I don't know what you are trying to say here, God knows all about every person, he knows the very number of the hairs of our head (Matt 10:30). If someone believes he knows it, if they believe not he knows it.
When the Lord tells those folks in Matt. 7:23 that He never knew them it is obvious that He knew all about them. He is simply saying that He never had an intimate union with them.
I agree with this.
Therefore predestination and election are not based on prescience but in an eternal covenant relationship that is before the foundation of the world. Paul proves this in Rom. 5: 12-21. He is showing the covenant headship of Adam and Christ.
You err here. Prescience is defined as foreknowledge, and 1 Peter 1:2 says election is according to foreknowledge.
I don't know where you get this covenant headship of Adam. Show me where God ever made a covenant with Adam in scripture.
God deals with all men in only two men: Adam or Christ.
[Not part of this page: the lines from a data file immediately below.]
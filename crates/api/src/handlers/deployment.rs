//! Handlers for the `/deployment` resource.

use adcraft_core::types::DbId;
use adcraft_pipeline::{DeployRequest, DeploySummary};
use adcraft_platform::ActivationState;
use axum::extract::State;
use axum::Json;
use serde::Deserialize;

use crate::error::AppResult;
use crate::response::DataResponse;
use crate::state::AppState;

/// Body of one deploy call.
#[derive(Debug, Deserialize)]
pub struct DeployBody {
    pub ad_account_id: String,
    pub adset_id: DbId,
    pub combination_ids: Vec<DbId>,
    /// Whether created ads start serving (`active`) or sit `paused`.
    pub status: ActivationState,
}

/// POST /api/v1/deployment/deploy
///
/// Submit a batch of combinations to the ad platform. Individual platform
/// failures are reported per item; only an unknown or unlinked ad set
/// fails the whole call.
pub async fn deploy(
    State(state): State<AppState>,
    Json(body): Json<DeployBody>,
) -> AppResult<Json<DataResponse<DeploySummary>>> {
    let summary = state
        .deploy_orchestrator
        .deploy(DeployRequest {
            ad_account_id: body.ad_account_id,
            ad_set_id: body.adset_id,
            combination_ids: body.combination_ids,
            activation: body.status,
        })
        .await?;
    Ok(Json(DataResponse { data: summary }))
}
//! Asynchronous orchestration: the variant generation pipeline and the
//! deployment orchestrator.
//!
//! Both components fan out to external APIs under bounded concurrency and
//! turn per-item failures into structured results instead of aborting the
//! batch.

pub mod deploy;
pub mod events;
pub mod variant;

pub use deploy::{DeployError, DeployItem, DeployOrchestrator, DeployRequest, DeploySummary};
pub use events::VariantEvent;
pub use variant::{VariantPipeline, VariantRequest};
You are either in Adam and under the curse or in Christ and under grace and mercy. He uses the same argument in 1Cor. 15:21-22, 45. In Rom. he uses the representative headship of Adam and Christ to show righteousness by imputation and in 1Cor. resurrection according to representative headship. If Adam's sin isn't imputed to us then Christ's righteousness can't be.
I agree that we are all under the curse. But what was the curse? Does it say that God cursed man's moral nature so that he was depraved and could not make a positive choice toward God? No, there is not one word to that effect in Genesis or anywhere else in scripture. You would think doctrine of such monumental importance would be stated in scripture at least once, but it is not. How do you explain that?
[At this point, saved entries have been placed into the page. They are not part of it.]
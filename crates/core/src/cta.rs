//! Platform CTA button type catalogue.
//!
//! The ad platform exposes a fixed enumeration of button labels, distinct
//! from the free-text CTA copy fragment. The catalogue is kept as plain
//! strings because the platform adds values between API versions and the
//! wire format is the string itself.

use crate::error::CoreError;

/// Button type used when a combination does not constrain the CTA type axis.
pub const DEFAULT_CTA_TYPE: &str = "LEARN_MORE";

/// All button types accepted by the ad platform, as of API v21.
pub const VALID_CTA_TYPES: &[&str] = &[
    "ADD_TO_CART",
    "APPLY_NOW",
    "ASK_ABOUT_SERVICES",
    "ASK_FOR_MORE_INFO",
    "BOOK_A_CONSULTATION",
    "BOOK_NOW",
    "BOOK_TRAVEL",
    "BUY_NOW",
    "BUY_TICKETS",
    "BUY_VIA_MESSAGE",
    "CALL",
    "CALL_ME",
    "CALL_NOW",
    "CHAT_WITH_US",
    "CHECK_AVAILABILITY",
    "CIVIC_ACTION",
    "CONFIRM",
    "CONTACT_US",
    "DIAL_CODE",
    "DONATE",
    "DONATE_NOW",
    "DOWNLOAD",
    "EVENT_RSVP",
    "EXPLORE_MORE",
    "FIND_A_GROUP",
    "FIND_YOUR_GROUPS",
    "FOLLOW_NEWS_STORYLINE",
    "FOLLOW_PAGE",
    "FOLLOW_USER",
    "GET_A_QUOTE",
    "GET_DIRECTIONS",
    "GET_EVENT_TICKETS",
    "GET_IN_TOUCH",
    "GET_MOBILE_APP",
    "GET_OFFER",
    "GET_OFFER_VIEW",
    "GET_PROMOTIONS",
    "GET_QUOTE",
    "GET_SHOWTIMES",
    "GET_STARTED",
    "INQUIRE_NOW",
    "INSTAGRAM_MESSAGE",
    "INSTALL_APP",
    "INSTALL_MOBILE_APP",
    "JOIN_CHANNEL",
    "LEARN_MORE",
    "LIKE_PAGE",
    "LINK_CARD",
    "LISTEN_MUSIC",
    "LISTEN_NOW",
    "LOYALTY_LEARN_MORE",
    "MAKE_AN_APPOINTMENT",
    "MESSAGE_PAGE",
    "MISSED_CALL",
    "MOBILE_DOWNLOAD",
    "NO_BUTTON",
    "OPEN_INSTANT_APP",
    "OPEN_LINK",
    "OPEN_MESSENGER_EXT",
    "ORDER_NOW",
    "PAY_TO_ACCESS",
    "PLAY_GAME",
    "PLAY_GAME_ON_FACEBOOK",
    "PURCHASE_GIFT_CARDS",
    "RAISE_MONEY",
    "READ_MORE",
    "RECORD_NOW",
    "REFER_FRIENDS",
    "REGISTER_NOW",
    "REQUEST_QUOTE",
    "REQUEST_TIME",
    "SAVE",
    "SEARCH",
    "SEE_DETAILS",
    "SEE_MENU",
    "SEE_MORE",
    "SELL_NOW",
    "SEND_A_GIFT",
    "SEND_GIFT_MONEY",
    "SEND_MESSAGE",
    "SHARE",
    "SHOP_NOW",
    "SIGN_UP",
    "START_ORDER",
    "SUBSCRIBE",
    "SWIPE_UP_PRODUCT",
    "SWIPE_UP_SHOP",
    "TRY_IT",
    "TRY_ON",
    "UPDATE_APP",
    "USE_APP",
    "USE_MOBILE_APP",
    "VIDEO_ANNOTATION",
    "VIEW_CHANNEL",
    "VIEW_INSTAGRAM_PROFILE",
    "VIEW_PRODUCT",
    "VISIT_PAGES_FEED",
    "VISIT_WORLD",
    "VOTE_NOW",
    "WATCH_MORE",
    "WATCH_VIDEO",
    "WHATSAPP_MESSAGE",
];

/// Validate a CTA button type against the platform catalogue.
pub fn validate_cta_type(cta_type: &str) -> Result<(), CoreError> {
    // The catalogue is sorted, so binary search keeps validation O(log n).
    if VALID_CTA_TYPES.binary_search(&cta_type).is_ok() {
        Ok(())
    } else {
        Err(CoreError::Validation(format!(
            "Unknown CTA button type '{cta_type}'"
        )))
    }
}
No, the curse was on the ground. This includes all creation. Animals die, but they do not sin, plants die, but they do not sin. Even unliving material objects are under the curse, stars burn out, mountains erode, metals rust and corrode...
We did inherit a corrupted body from our parents that is under the curse, we begin to die the day we are born. Our bodies are made of the dust of the earth, and that is what the curse is upon.
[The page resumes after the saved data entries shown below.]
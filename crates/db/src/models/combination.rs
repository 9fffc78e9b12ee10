//! Combination entity model, lifecycle status, and DTOs.

use adcraft_core::combo::ComboTuple;
use adcraft_core::scoring::CombinationScores;
use adcraft_core::types::{DbId, Timestamp};
use serde::{Deserialize, Serialize};
use sqlx::FromRow;

/// Lifecycle status of a combination. Mirrors the `combination_status`
/// Postgres enum. `Deployed` is terminal: deployed rows are locked against
/// deletion, CTA edits, and re-deployment.
#[derive(Debug, Clone, Copy, PartialEq, Eq, Serialize, Deserialize, sqlx::Type)]
#[sqlx(type_name = "combination_status", rename_all = "snake_case")]
#[serde(rename_all = "snake_case")]
pub enum CombinationStatus {
    Pending,
    Selected,
    Deploying,
    Deployed,
    DeployFailed,
}

/// A row from the `combinations` table.
#[derive(Debug, Clone, FromRow, Serialize)]
pub struct Combination {
    pub id: DbId,
    pub ad_set_id: DbId,
    pub asset_id: DbId,
    pub hook_id: Option<DbId>,
    pub headline_id: DbId,
    pub body_id: DbId,
    pub description_id: DbId,
    pub cta_text_id: DbId,
    pub cta_type: String,
    pub score_hook: i16,
    pub score_alignment: i16,
    pub score_fit: i16,
    pub score_clarity: i16,
    pub score_match: i16,
    pub score_overall: i16,
    pub predicted_engagement: f32,
    pub status: CombinationStatus,
    /// Identifier assigned by the ad platform once deployed.
    pub external_ad_id: Option<String>,
    /// Platform error message from the last failed deployment, if any.
    pub deploy_error: Option<String>,
    pub created_at: Timestamp,
    pub updated_at: Timestamp,
}

impl Combination {
    /// The tuple identity of this combination, for de-duplication.
    pub fn tuple(&self) -> ComboTuple {
        ComboTuple {
            asset_id: self.asset_id,
            hook_id: self.hook_id,
            headline_id: self.headline_id,
            body_id: self.body_id,
            description_id: self.description_id,
            cta_text_id: self.cta_text_id,
            cta_type: self.cta_type.clone(),
        }
    }
}

/// Insert payload for one freshly generated and scored combination.
#[derive(Debug, Clone)]
pub struct NewCombination {
    pub tuple: ComboTuple,
    pub scores: CombinationScores,
    pub predicted_engagement: f32,
}

/// Outcome counts of a bulk delete over a mixed batch.
#[derive(Debug, Clone, Copy, Serialize)]
pub struct BulkDeleteResult {
    /// Rows actually removed.
    pub deleted: u64,
    /// Rows skipped because they are deployed (locked).
    pub skipped: u64,
}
BTW, Rom. 5:14 is talking about why infants die.
Infants die because they are under the curse. As I mentioned before, plants and animals die, but they do not sin. An infant cannot sin because they are incapable of doing either good or bad.
This is where Calvinism goes wrong. Sin is not a substance, sin is a work, it is something you do. God does not judge us according to our nature or our potential to sin, he judges us for actual sin we commit.
2 Cor 5:10 For we must all appear before the
judgment seat of Christ; that every one may receive the things
done in his body,
according to that he hath done, whether it be good or bad.
You cannot inherit sin, sin is something you do. It is a work, it is something you perform.
And being a "sinner" is a
legal judgment, it is not something physical. A felon's body is no different from a non-felon, but they have committed a crime.
Rom 3:7 For if the truth of God hath more abounded through
my lie unto his glory;
why yet am I also judged as a sinner?
Being a sinner is a legal judgment, it is a condemnation for something you have done or performed, it is not something material or physical. This is where Calvinism errs, you cannot inherit sin from another person.